Task instructions: Would you restate all the data that follows, word for word?

Data provided:
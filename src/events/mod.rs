use crate::entities::OrderStatus;
use crate::notifications::{Notification, Notifier};
use rust_decimal::Decimal;
use serde::{Deserialize, Serialize};
use std::sync::Arc;
use tokio::sync::mpsc;
use tracing::{debug, error, info, warn};
use uuid::Uuid;

pub mod reminders;

#[derive(Debug, thiserror::Error)]
pub enum EventError {
    #[error("event channel is full")]
    ChannelFull,
    #[error("event channel is closed")]
    ChannelClosed,
}

/// Handle for publishing domain events to the background processor.
#[derive(Debug, Clone)]
pub struct EventSender {
    sender: mpsc::Sender<Event>,
}

impl EventSender {
    pub fn new(sender: mpsc::Sender<Event>) -> Self {
        Self { sender }
    }

    /// Creates a bounded channel and returns both ends.
    pub fn channel(capacity: usize) -> (Self, mpsc::Receiver<Event>) {
        let (tx, rx) = mpsc::channel(capacity.max(1));
        (Self::new(tx), rx)
    }

    /// Enqueues an event without waiting for channel capacity.
    pub fn send(&self, event: Event) -> Result<(), EventError> {
        self.sender.try_send(event).map_err(|e| match e {
            mpsc::error::TrySendError::Full(_) => EventError::ChannelFull,
            mpsc::error::TrySendError::Closed(_) => EventError::ChannelClosed,
        })
    }
}

/// Publishes `event` if a sender is configured. Failures are logged only.
pub fn publish(sender: Option<&EventSender>, event: Event) {
    let Some(sender) = sender else {
        return;
    };
    let kind = event.kind();
    if let Err(e) = sender.send(event) {
        warn!(error = %e, event = kind, "dropping notification event");
        metrics::counter!("garmentflow_events_dropped_total", 1, "event" => kind);
    }
}

/// Domain events that trigger user notifications.
#[derive(Debug, Clone, PartialEq, Serialize, Deserialize)]
pub enum Event {
    OrderPlaced {
        order_id: Uuid,
        order_number: String,
        buyer_email: String,
        customer_name: String,
        product_title: String,
        quantity: i32,
        total_price: Decimal,
    },
    OrderApproved {
        order_id: Uuid,
        order_number: String,
        buyer_email: String,
        customer_name: String,
        product_title: String,
    },
    CheckpointAppended {
        order_id: Uuid,
        order_number: String,
        buyer_email: String,
        customer_name: String,
        status: OrderStatus,
        location: String,
        notes: Option<String>,
    },
    AccountApproved {
        user_id: Uuid,
        email: String,
    },
    AccountSuspended {
        user_id: Uuid,
        email: String,
        reason: String,
        feedback: Option<String>,
    },
    PendingOrdersReminder {
        manager_email: String,
        manager_name: String,
        pending_orders: u64,
        order_numbers: Vec<String>,
    },
}

impl Event {
    pub fn kind(&self) -> &'static str {
        match self {
            Event::OrderPlaced { .. } => "order_placed",
            Event::OrderApproved { .. } => "order_approved",
            Event::CheckpointAppended { .. } => "checkpoint_appended",
            Event::AccountApproved { .. } => "account_approved",
            Event::AccountSuspended { .. } => "account_suspended",
            Event::PendingOrdersReminder { .. } => "pending_orders_reminder",
        }
    }
}

/// Drains the event channel, rendering and delivering one notification per
/// event until every sender is dropped.
pub async fn process_events(mut rx: mpsc::Receiver<Event>, notifier: Arc<dyn Notifier>) {
    info!("Starting event processing loop");

    while let Some(event) = rx.recv().await {
        debug!(event = event.kind(), "received event");
        let notification = Notification::from(&event);

        match notifier.deliver(&notification).await {
            Ok(()) => {
                metrics::counter!("garmentflow_notifications_sent_total", 1, "event" => event.kind());
            }
            Err(e) => {
                error!(
                    error = %e,
                    event = event.kind(),
                    recipient = %notification.to,
                    "Failed to deliver notification"
                );
                metrics::counter!("garmentflow_notifications_failed_total", 1, "event" => event.kind());
            }
        }
    }

    info!("Event processing loop stopped");
}

#[cfg(test)]
mod tests {
    use super::*;

    fn approved_event() -> Event {
        Event::AccountApproved {
            user_id: Uuid::new_v4(),
            email: "buyer@example.com".into(),
        }
    }

    #[test]
    fn full_channel_does_not_block() {
        let (sender, _rx) = EventSender::channel(1);
        assert!(sender.send(approved_event()).is_ok());
        assert!(matches!(
            sender.send(approved_event()),
            Err(EventError::ChannelFull)
        ));
        // publish swallows the failure
        publish(Some(&sender), approved_event());
    }

    #[test]
    fn closed_channel_is_reported() {
        let (sender, rx) = EventSender::channel(4);
        drop(rx);
        assert!(matches!(
            sender.send(approved_event()),
            Err(EventError::ChannelClosed)
        ));
    }
}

Reply to the task:
filename src/events/mod.rs
use crate::entities::OrderStatus;
use crate::notifications::{Notification, Notifier};
use rust_decimal::Decimal;
use serde::{Deserialize, Serialize};
use std::sync::Arc;
use tokio::sync::mpsc;
use tracing::{debug, error, info, warn};
use uuid::Uuid;

pub mod reminders;

#[derive(Debug, thiserror::Error)]
pub enum EventError {
    #[error("event channel is full")]
    ChannelFull,
    #[error("event channel is closed")]
    ChannelClosed,
}

/// Handle for publishing domain events to the background processor.
#[derive(Debug, Clone)]
pub struct EventSender {
    sender: mpsc::Sender<Event>,
}

impl EventSender {
    pub fn new(sender: mpsc::Sender<Event>) -> Self {
        Self { sender }
    }

    /// Creates a bounded channel and returns both ends.
    pub fn channel(capacity: usize) -> (Self, mpsc::Receiver<Event>) {
        let (tx, rx) = mpsc::channel(capacity.max(1));
        (Self::new(tx), rx)
    }

    /// Enqueues an event without waiting for channel capacity.
    pub fn send(&self, event: Event) -> Result<(), EventError> {
        self.sender.try_send(event).map_err(|e| match e {
            mpsc::error::TrySendError::Full(_) => EventError::ChannelFull,
            mpsc::error::TrySendError::Closed(_) => EventError::ChannelClosed,
        })
    }
}

/// Publishes `event` if a sender is configured. Failures are logged only.
pub fn publish(sender: Option<&EventSender>, event: Event) {
    let Some(sender) = sender else {
        return;
    };
    let kind = event.kind();
    if let Err(e) = sender.send(event) {
        warn!(error = %e, event = kind, "dropping notification event");
        metrics::counter!("garmentflow_events_dropped_total", 1, "event" => kind);
    }
}

/// Domain events that trigger user notifications.
#[derive(Debug, Clone, PartialEq, Serialize, Deserialize)]
pub enum Event {
    OrderPlaced {
        order_id: Uuid,
        order_number: String,
        buyer_email: String,
        customer_name: String,
        product_title: String,
        quantity: i32,
        total_price: Decimal,
    },
    OrderApproved {
        order_id: Uuid,
        order_number: String,
        buyer_email: String,
        customer_name: String,
        product_title: String,
    },
    CheckpointAppended {
        order_id: Uuid,
        order_number: String,
        buyer_email: String,
        customer_name: String,
        status: OrderStatus,
        location: String,
        notes: Option<String>,
    },
    AccountApproved {
        user_id: Uuid,
        email: String,
    },
    AccountSuspended {
        user_id: Uuid,
        email: String,
        reason: String,
        feedback: Option<String>,
    },
    PendingOrdersReminder {
        manager_email: String,
        manager_name: String,
        pending_orders: u64,
        order_numbers: Vec<String>,
    },
}

impl Event {
    pub fn kind(&self) -> &'static str {
        match self {
            Event::OrderPlaced { .. } => "order_placed",
            Event::OrderApproved { .. } => "order_approved",
            Event::CheckpointAppended { .. } => "checkpoint_appended",
            Event::AccountApproved { .. } => "account_approved",
            Event::AccountSuspended { .. } => "account_suspended",
            Event::PendingOrdersReminder { .. } => "pending_orders_reminder",
        }
    }
}

/// Drains the event channel, rendering and delivering one notification per
/// event until every sender is dropped.
pub async fn process_events(mut rx: mpsc::Receiver<Event>, notifier: Arc<dyn Notifier>) {
    info!("Starting event processing loop");

    while let Some(event) = rx.recv().await {
        debug!(event = event.kind(), "received event");
        let notification = Notification::from(&event);

        match notifier.deliver(&notification).await {
            Ok(()) => {
                metrics::counter!("garmentflow_notifications_sent_total", 1, "event" => event.kind());
            }
            Err(e) => {
                error!(
                    error = %e,
                    event = event.kind(),
                    recipient = %notification.to,
                    "Failed to deliver notification"
                );
                metrics::counter!("garmentflow_notifications_failed_total", 1, "event" => event.kind());
            }
        }
    }

    info!("Event processing loop stopped");
}

#[cfg(test)]
mod tests {
    use super::*;

    fn approved_event() -> Event {
        Event::AccountApproved {
            user_id: Uuid::new_v4(),
            email: "buyer@example.com".into(),
        }
    }

    #[test]
    fn full_channel_does_not_block() {
        let (sender, _rx) = EventSender::channel(1);
        assert!(sender.send(approved_event()).is_ok());
        assert!(matches!(
            sender.send(approved_event()),
            Err(EventError::ChannelFull)
        ));
        // publish swallows the failure
        publish(Some(&sender), approved_event());
    }

    #[test]
    fn closed_channel_is_reported() {
        let (sender, rx) = EventSender::channel(4);
        drop(rx);
        assert!(matches!(
            sender.send(approved_event()),
            Err(EventError::ChannelClosed)
        ));
    }
}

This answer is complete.